俺はその言葉を抑え、陸奥に寄り添って彼の髪を撫でた。
「おもしろいことは、二人で一緒に探せばいい。春になれば、すぐそこの川で山女魚 がどんどん釣れるぞ。夏の蛍もそれは綺麗だ。獣を捕って牡丹鍋にするのもいいし、秋には柿や栗が山ほど採れる」
陸奥の黒い瞳が、光を宿して揺れた。期待するように顔を上げた彼に、俺は言葉を重ねた。
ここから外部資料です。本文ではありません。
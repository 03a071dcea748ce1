use crate::{constants::*, error::ErrorCode, state::*};
use anchor_lang::prelude::*;

#[derive(Accounts)]
pub struct Initialize<'info> {
    #[account(mut)]
    pub authority: Signer<'info>,

    #[account(
        init,
        payer = authority,
        space = 8 + GlobalState::INIT_SPACE,
        seeds = [GLOBAL_STATE_SEED.as_bytes()],
        bump
    )]
    pub global_state: Account<'info, GlobalState>,

    pub system_program: Program<'info, System>,
}

impl<'info> Initialize<'info> {
    pub fn initialize(
        &mut self,
        trial_duration_seconds: Option<i64>,
        bumps: &InitializeBumps,
    ) -> Result<()> {
        let trial_duration_seconds =
            trial_duration_seconds.unwrap_or(DEFAULT_TRIAL_DURATION_SECONDS);
        validate_trial_duration(trial_duration_seconds)?;

        let global_state = &mut self.global_state;

        global_state.authority = self.authority.key();
        global_state.is_paused = false;
        global_state.trial_duration_seconds = trial_duration_seconds;
        global_state.total_trials_started = 0;
        global_state.bump = bumps.global_state;

        msg!(
            "Store advisor initialized by authority: {}",
            self.authority.key()
        );
        msg!(
            "Trial duration: {} seconds ({} days)",
            trial_duration_seconds,
            trial_duration_seconds / SECONDS_PER_DAY
        );

        Ok(())
    }
}

pub(crate) fn validate_trial_duration(trial_duration_seconds: i64) -> Result<()> {
    require!(
        trial_duration_seconds > 0 && trial_duration_seconds <= MAX_TRIAL_DURATION_SECONDS,
        ErrorCode::InvalidTrialDuration
    );
    Ok(())
}
use crate::{constants::*, entitlements::evaluate, error::ErrorCode};
use anchor_lang::prelude::*;

#[derive(AnchorSerialize, AnchorDeserialize, Clone, Copy, Debug, PartialEq, Eq)]
pub enum SubscriptionStatus {
    Trialing,
    Active,
    PastDue,
    Canceled,
}

impl anchor_lang::Space for SubscriptionStatus {
    const INIT_SPACE: usize = 1; // 1 byte for enum discriminator
}

#[account]
#[derive(InitSpace)]
pub struct Subscription {
    pub user: Pubkey,
    pub status: SubscriptionStatus,
    #[max_len(MAX_PLAN_LENGTH)]
    pub plan: String,
    pub trial_start: Option<i64>,
    pub trial_end: Option<i64>,
    pub advice_consumed: bool, // Single trial advice action used
    pub ends_at: Option<i64>,
    #[max_len(MAX_SOURCE_LENGTH)]
    pub source: String,
    pub created_at: i64,
    pub updated_at: i64,
    pub bump: u8,
}

impl Subscription {
    pub fn is_lifetime(&self) -> bool {
        self.status == SubscriptionStatus::Active && self.plan == LIFETIME_PLAN
    }

    /// Active subscription on one of the paid plans.
    pub fn is_paid(&self) -> bool {
        self.status == SubscriptionStatus::Active && PAID_PLANS.contains(&self.plan.as_str())
    }

    /// A trial with no recorded end counts as expired.
    pub fn is_trial_active(&self, now: i64) -> bool {
        self.status == SubscriptionStatus::Trialing
            && self.trial_end.is_some_and(|trial_end| now < trial_end)
    }

    pub fn has_advice_remaining(&self) -> bool {
        !self.advice_consumed
    }

    /// Opens the one trial a user gets, running `[now, now + trial_duration_seconds)`.
    /// Returns the trial end.
    pub fn start_trial(
        &mut self,
        user: Pubkey,
        now: i64,
        trial_duration_seconds: i64,
        bump: u8,
    ) -> Result<i64> {
        require!(user != Pubkey::default(), ErrorCode::UnauthorizedUser);
        require!(
            self.user == Pubkey::default(),
            ErrorCode::SubscriptionAlreadyExists
        );

        let trial_end = now
            .checked_add(trial_duration_seconds)
            .ok_or(ErrorCode::ArithmeticOverflow)?;

        *self = Subscription {
            user,
            status: SubscriptionStatus::Trialing,
            plan: TRIAL_PLAN.to_string(),
            trial_start: Some(now),
            trial_end: Some(trial_end),
            advice_consumed: false,
            ends_at: None,
            source: SIGNUP_SOURCE.to_string(),
            created_at: now,
            updated_at: now,
            bump,
        };

        Ok(trial_end)
    }

    /// Spends the advice action. Only trial users are marked; paid plans are unlimited.
    /// Returns whether the trial advice was consumed.
    pub fn consume_advice(&mut self, now: i64) -> Result<bool> {
        let entitlements = evaluate(Some(&*self), now);
        require!(entitlements.can_scan, ErrorCode::ScanNotPermitted);

        if entitlements.is_paid || entitlements.is_lifetime {
            return Ok(false);
        }

        self.advice_consumed = true;
        self.updated_at = now;
        Ok(true)
    }
}

/// Rejects windows whose end is not strictly after their start.
pub fn validate_trial_window(trial_start: Option<i64>, trial_end: Option<i64>) -> Result<()> {
    if let (Some(start), Some(end)) = (trial_start, trial_end) {
        require!(end > start, ErrorCode::InvalidTrialWindow);
    }
    Ok(())
}
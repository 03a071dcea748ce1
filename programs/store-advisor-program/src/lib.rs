pub mod constants;
pub mod entitlements;
pub mod error;
pub mod instructions;
pub mod state;

use anchor_lang::prelude::*;

pub use constants::*;
pub use entitlements::*;
pub use instructions::*;
pub use state::*;

declare_id!("7qtji8T6ish4Ce3qkRL2ATusEAYVSGbRVpkiis2BeaY1");

#[program]
pub mod store_advisor_program {
    use super::*;

    pub fn initialize(ctx: Context<Initialize>, trial_duration_seconds: Option<i64>) -> Result<()> {
        ctx.accounts.initialize(trial_duration_seconds, &ctx.bumps)
    }

    pub fn update_config(
        ctx: Context<UpdateConfig>,
        trial_duration_seconds: Option<i64>,
        is_paused: Option<bool>,
    ) -> Result<()> {
        ctx.accounts.update_config(trial_duration_seconds, is_paused)
    }

    pub fn start_trial(ctx: Context<StartTrial>) -> Result<()> {
        ctx.accounts.start_trial(&ctx.bumps)
    }

    pub fn sync_subscription(
        ctx: Context<SyncSubscription>,
        user: Pubkey,
        args: SyncSubscriptionArgs,
    ) -> Result<()> {
        ctx.accounts.sync_subscription(user, args, &ctx.bumps)
    }

    pub fn consume_advice(ctx: Context<ConsumeAdvice>) -> Result<()> {
        ctx.accounts.consume_advice()
    }

    pub fn check_entitlements(ctx: Context<CheckEntitlements>) -> Result<Entitlements> {
        ctx.accounts.check_entitlements()
    }

    pub fn check_paywall(ctx: Context<CheckPaywall>) -> Result<bool> {
        ctx.accounts.check_paywall()
    }

    pub fn record_paywall_shown(ctx: Context<RecordPaywallShown>) -> Result<()> {
        ctx.accounts.record_paywall_shown(&ctx.bumps)
    }
}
「餅が好きなら毎日だって焼いてやる。山の水で炊いた飯も美味いぞ。魚を焼いてやるし、猪もさばいてやる。採った柿は裏に釣るしてあるんだ。じきに粉をふいて食べ頃になるから、いつでも好きなだけ食えばいい。仕送りなら麓の村からでもできる。田舎の家族には金と一緒に、食べきれずに困るほど山の恵みを送ってやれるから」
そっと手を引いて、華奢な身体を抱きしめた。
「帰らないでくれ」と懇願すると、細い腕がおずおずと俺の背中に回され、手のひらの熱を伝えて応えてくれた。
「父の形見の品が…… それに、借りている本なども、屋敷の部屋にあります。一度は、戻らなければなりません…… 」
「一度は」と断った陸奥の言葉は、ともに山に居ることに了承の意を示している。
身体を離して間近で顔を見つめると、恥じらうように目を逸らした彼の頬は、わずかに桜色に染まっていた。